Here is a way of approximating your integral by doing a series expansion about a functional form that Mathematica DOES know how to integrate: First of all define a series expansion of your f[x,y]. f20[x_,y_,n_]:=(Series[\[ExponentialE]^-(\[Epsilon]+y)^2,{\[Epsilon],0,n}] Sin[x y])/(x y)//Normal//Simplify Now compute the first 10 approximations to your integral. This takes a minute or so to compute on my PC. fapprox=Table[f2[x_,y_,i]=f20[x,y,i]/.\[Epsilon]->-1;Integrate[f2[x,y,i],{y,0,\[Infinity]}]//FullSimplify//PowerExpand,{i,10}] You can then plot the differences between successive approximations. Plot[Map[#[[2]]-#[[1]]&,Partition[fapprox,2,1]]//Evaluate,{x,0.01,10},PlotStyle->Table[Hue[0.8(i-1)/10],{i,1,10}]] You don't need to go too far out in the sequence of series approximations before these differences become quite small.
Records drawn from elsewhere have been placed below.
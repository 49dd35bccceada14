//! # styleparse
//!
//! Recovers a schema-valid style analysis from unreliable LLM output.
//!
//! A model asked for JSON does not always return it. This crate turns whatever
//! came back into an [`AnalysisResult`](schema::AnalysisResult) whose list
//! fields are non-empty and whose confidence is in `[0.0, 1.0]`:
//! - Structured attempts with a bounded retry budget
//! - A raw-text call when the budget is spent
//! - A ladder of JSON extraction strategies (code fences, brace scans, spans)
//! - Field-level repair with per-field defaults
//! - A keyword scan when no JSON can be found
//! - A deterministic low-confidence fallback
//!
//! ## Quick Start
//!
//! ```rust
//! use styleparse::{extract, repair};
//!
//! let response = "Here you go:\n```json\n{\"core_style\": [\"cozy\"], \"confidence_score\": 1.5}\n```";
//!
//! let candidate = extract(response).unwrap();
//! let result = repair(&candidate.fields);
//!
//! assert_eq!(result.core_style, vec!["cozy"]);
//! assert_eq!(result.key_elements, vec!["Default element"]);
//! assert_eq!(result.confidence_score, 0.1);
//! ```
//!
//! ## Full Pipeline
//!
//! Implement [`Generator`](recovery::Generator) for your model client and hand
//! it to a [`RecoveryController`](recovery::RecoveryController). The
//! controller never fails except when the fallback itself breaks the schema,
//! which only a misconfigured set of defaults can cause.

pub mod config;
pub mod error;
pub mod fallback;
pub mod parser;
pub mod recovery;
pub mod repair;
pub mod response;
pub mod schema;
pub mod structured;
pub mod tracing_init;
pub mod value;

use serde_json::{Map, Value};

use parser::JsonExtractor;
use repair::Repairer;
use schema::AnalysisResult;
use value::RawCandidate;

/// Finds the first embedded JSON object in `text` using the default ladder.
///
/// Returns `None` if no strategy decodes an object, and for inputs above
/// [`MAX_INPUT_SIZE`](parser::MAX_INPUT_SIZE) bytes, which are not scanned.
///
/// # Examples
///
/// ```
/// use styleparse::extract;
///
/// assert!(extract(r#"Sure! {"core_style": ["Loft"]}"#).is_some());
/// assert!(extract("A calm, bright cabin.").is_none());
/// ```
pub fn extract(text: &str) -> Option<RawCandidate> {
    JsonExtractor::new().extract(text)
}

/// Repairs a mapping into a valid result using the default field values.
///
/// # Examples
///
/// ```
/// use styleparse::repair;
///
/// let result = repair(&serde_json::Map::new());
/// assert!(result.check().is_ok());
/// ```
pub fn repair(fields: &Map<String, Value>) -> AnalysisResult {
    Repairer::default().repair(fields).result
}
//! Extraction strategies for locating a JSON object in model text.
//!
//! Each strategy is a pure function of the input text. The
//! [`JsonExtractor`](super::JsonExtractor) runs them in priority order and
//! takes the first object that strictly decodes.

mod code_fence;
mod direct_json;
mod greedy_span;
mod nested_braces;
mod normalized_span;
mod outer_span;

pub use code_fence::CodeFenceStrategy;
pub use direct_json::DirectJsonStrategy;
pub use greedy_span::GreedySpanStrategy;
pub use nested_braces::NestedBracesStrategy;
pub use normalized_span::NormalizedSpanStrategy;
pub use outer_span::OuterSpanStrategy;

use serde_json::{Map, Value};

use crate::value::json_type_name;

/// Object produced by a successful strategy.
pub type JsonObject = Map<String, Value>;

/// Why a strategy did not produce an object.
#[derive(Debug, thiserror::Error)]
pub enum StrategyMiss {
    /// The strategy found nothing to parse.
    #[error("no candidate span")]
    NoCandidate,

    /// A candidate span did not decode as JSON.
    #[error("{0}")]
    Json(#[from] serde_json::Error),

    /// A candidate decoded, but not to an object.
    #[error("decoded a JSON {0}, expected an object")]
    NotObject(&'static str),
}

/// Trait for strategies that pull a JSON object out of text.
pub trait ExtractionStrategy: Send + Sync + std::fmt::Debug {
    /// Returns the name of this strategy for diagnostics.
    fn name(&self) -> &'static str;

    /// Attempts to extract an object from the input.
    ///
    /// For strategies with several candidate spans, the first span that
    /// decodes wins and the error reported is that of the last span tried.
    fn extract(&self, input: &str) -> Result<JsonObject, StrategyMiss>;

    /// Returns the priority of this strategy. Lower values are tried first.
    fn priority(&self) -> u8;
}

/// Strictly decodes `slice` and requires a JSON object.
pub(crate) fn parse_object(slice: &str) -> Result<JsonObject, StrategyMiss> {
    match serde_json::from_str::<Value>(slice)? {
        Value::Object(map) => Ok(map),
        other => Err(StrategyMiss::NotObject(json_type_name(&other))),
    }
}

/// Returns the slice from the first `{` to the last `}`, inclusive.
pub(crate) fn outer_brace_span(text: &str) -> Option<&str> {
    let start = text.find('{')?;
    let end = text.rfind('}')?;
    (start < end).then(|| &text[start..=end])
}

/// Tries each span in order and returns the first that decodes to an object.
pub(crate) fn first_object<'a>(
    spans: impl Iterator<Item = &'a str>,
) -> Result<JsonObject, StrategyMiss> {
    let mut last = StrategyMiss::NoCandidate;
    for span in spans {
        match parse_object(span) {
            Ok(map) => return Ok(map),
            Err(miss) => last = miss,
        }
    }
    Err(last)
}

#[cfg(test)]
mod tests {
    use serde_json::json;

    use super::*;

    #[test]
    fn test_parse_object_rejects_arrays() {
        let err = parse_object("[1, 2]").unwrap_err();
        assert!(matches!(err, StrategyMiss::NotObject("array")));
    }

    #[test]
    fn test_parse_object_accepts_object() {
        let map = parse_object(r#"{"a": 1}"#).unwrap();
        assert_eq!(Value::Object(map), json!({"a": 1}));
    }

    #[test]
    fn test_outer_brace_span() {
        assert_eq!(outer_brace_span("x {a} y {b} z"), Some("{a} y {b}"));
        assert_eq!(outer_brace_span("} backwards {"), None);
        assert_eq!(outer_brace_span("no braces"), None);
    }

    #[test]
    fn test_first_object_keeps_last_error() {
        let err = first_object(["{bad", "[1]"].into_iter()).unwrap_err();
        assert!(matches!(err, StrategyMiss::NotObject(_)));

        let err = first_object(std::iter::empty()).unwrap_err();
        assert!(matches!(err, StrategyMiss::NoCandidate));
    }

    #[test]
    fn test_priorities_are_distinct_and_ordered() {
        let strategies: Vec<Box<dyn ExtractionStrategy>> = vec![
            Box::new(DirectJsonStrategy),
            Box::new(CodeFenceStrategy),
            Box::new(NestedBracesStrategy),
            Box::new(GreedySpanStrategy),
            Box::new(OuterSpanStrategy),
            Box::new(NormalizedSpanStrategy),
        ];
        let priorities: Vec<u8> = strategies.iter().map(|s| s.priority()).collect();
        assert_eq!(priorities, vec![0, 1, 2, 3, 4, 5]);
    }
}
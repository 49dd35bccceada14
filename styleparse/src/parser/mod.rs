//! Extraction of candidate mappings from model text.
//!
//! [`JsonExtractor`] runs the strategy ladder; [`FreeTextExtractor`] is the
//! keyword scanner used when no JSON object can be found.

pub mod free_text;
pub mod strategies;

pub use free_text::FreeTextExtractor;
use strategies::{
    CodeFenceStrategy, DirectJsonStrategy, ExtractionStrategy, GreedySpanStrategy, NestedBracesStrategy,
    NormalizedSpanStrategy, OuterSpanStrategy,
};

use crate::{
    error::{ExtractionError, StrategyError},
    value::RawCandidate,
};

/// Maximum size of input to scan (1MB).
pub const MAX_INPUT_SIZE: usize = 1024 * 1024;

/// Locates and parses an embedded JSON object using an ordered strategy ladder.
///
/// Strategies run in priority order and the first object that strictly
/// decodes wins. Candidates are never scored against each other.
///
/// # Examples
///
/// ```
/// use styleparse::parser::JsonExtractor;
///
/// let extractor = JsonExtractor::default();
/// let candidate = extractor
///     .extract("Sure! {\"core_style\": [\"Nordic\"]} Enjoy.")
///     .unwrap();
/// assert!(candidate.fields.contains_key("core_style"));
///
/// assert!(extractor.extract("no json here").is_none());
/// ```
#[derive(Debug)]
pub struct JsonExtractor {
    /// Strategies in priority order.
    strategies: Vec<Box<dyn ExtractionStrategy>>,
}

impl Default for JsonExtractor {
    fn default() -> Self {
        Self::new()
    }
}

impl JsonExtractor {
    /// Creates an extractor with the default ladder, after a whole-input
    /// `direct_json` pass:
    /// 1. `code_fence` - fenced block, optionally tagged `json`
    /// 2. `nested_braces` - objects with one level of nesting
    /// 3. `greedy_span` - greedy `{.*}` match
    /// 4. `outer_span` - first `{` to last `}`
    /// 5. `normalized_span` - fences stripped and whitespace collapsed
    pub fn new() -> Self {
        Self::with_strategies(vec![
            Box::new(DirectJsonStrategy),
            Box::new(CodeFenceStrategy),
            Box::new(NestedBracesStrategy),
            Box::new(GreedySpanStrategy),
            Box::new(OuterSpanStrategy),
            Box::new(NormalizedSpanStrategy),
        ])
    }

    /// Creates an extractor with custom strategies, sorted by priority.
    pub fn with_strategies(mut strategies: Vec<Box<dyn ExtractionStrategy>>) -> Self {
        strategies.sort_by_key(|s| s.priority());
        Self { strategies }
    }

    /// Names of the strategies in the order they run.
    pub fn strategy_names(&self) -> Vec<&'static str> {
        self.strategies.iter().map(|s| s.name()).collect()
    }

    /// Returns the first object any strategy finds, or `None`.
    ///
    /// Inputs longer than [`MAX_INPUT_SIZE`] bytes are not scanned and return
    /// `None` even when they are valid JSON; the pipeline then hands them to
    /// the keyword scanner.
    #[inline]
    pub fn extract(&self, input: &str) -> Option<RawCandidate> {
        self.try_extract(input).ok()
    }

    /// Like [`extract`](Self::extract), but reports why every strategy failed.
    pub fn try_extract(&self, input: &str) -> Result<RawCandidate, ExtractionError> {
        if input.len() > MAX_INPUT_SIZE {
            return Err(ExtractionError::InputTooLarge {
                len: input.len(),
                limit: MAX_INPUT_SIZE,
            });
        }

        let mut attempts = Vec::with_capacity(self.strategies.len());
        for strategy in &self.strategies {
            match strategy.extract(input) {
                Ok(fields) => {
                    tracing::debug!(
                        strategy = strategy.name(),
                        keys = fields.len(),
                        "Extracted JSON object"
                    );
                    return Ok(RawCandidate::extracted(fields, strategy.name()));
                }
                Err(miss) => {
                    tracing::debug!(strategy = strategy.name(), error = %miss, "Strategy missed");
                    attempts.push(StrategyError::new(strategy.name(), miss.to_string()));
                }
            }
        }

        Err(ExtractionError::AllStrategiesFailed { attempts })
    }
}
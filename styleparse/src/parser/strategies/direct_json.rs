//! Direct JSON parsing strategy.

use super::{parse_object, ExtractionStrategy, JsonObject, StrategyMiss};

/// Strategy that decodes the whole (trimmed) input as one JSON object.
///
/// Runs before the span-based ladder so that well-formed responses come back
/// exactly as sent, however deeply they nest.
///
/// # Examples
///
/// ```
/// use styleparse::parser::strategies::{DirectJsonStrategy, ExtractionStrategy};
///
/// let map = DirectJsonStrategy.extract(r#" {"a": {"b": {"c": 1}}} "#).unwrap();
/// assert!(map.contains_key("a"));
/// ```
#[derive(Debug, Clone, Copy, Default)]
pub struct DirectJsonStrategy;

impl ExtractionStrategy for DirectJsonStrategy {
    #[inline]
    fn name(&self) -> &'static str {
        "direct_json"
    }

    fn extract(&self, input: &str) -> Result<JsonObject, StrategyMiss> {
        let trimmed = input.trim();
        // Fast path: anything else cannot be a bare object
        if !(trimmed.starts_with('{') && trimmed.ends_with('}')) {
            return Err(StrategyMiss::NoCandidate);
        }
        parse_object(trimmed)
    }

    #[inline]
    fn priority(&self) -> u8 {
        0
    }
}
Steve Luttrell West Malvern, UK "Kreig Hucson" <kreig.hucson at yahoo.com> wrote in message news:fitstp$69s$1 at smc.vnet.net... > Hi all, > > Being given the function: > > f[x_,y_]:= Sin[x*y]*Exp[-(y-1)^2]/(x*y) , > > I want to integrate it with respect to y, from 0 to Infinity, and to > obtain a function of x only, F[x]. > > I typed the command: > > F[x_]:= Assuming[x>0, Integrate[f[x,y],{y,0,Infinity}]] > > but the integral remained unevaluated by Mathematica 6. > > After this, I typed the command: > > F[x_]:= Assuming[x>0, NIntegrate[f[x,y],{y,0,Infinity}]] > > but I received the error message: "The integrand f[x,y] has evaluated to > non-numerical values for all sampling points in the region with boundaries > {{Infinity,0.}}". > I looked at the explanations of the error message and there it was > suggested to give a particular value to x and to compute the integral for > that particular value. I gived one particular value and I obtained the > expected result. Anyway I need to obtain an analytical expression for all > x>0. > > My question is, how can be performed the integral and to obtain the > analytical function F[x]? > > Thank You in advance, > > Kreig >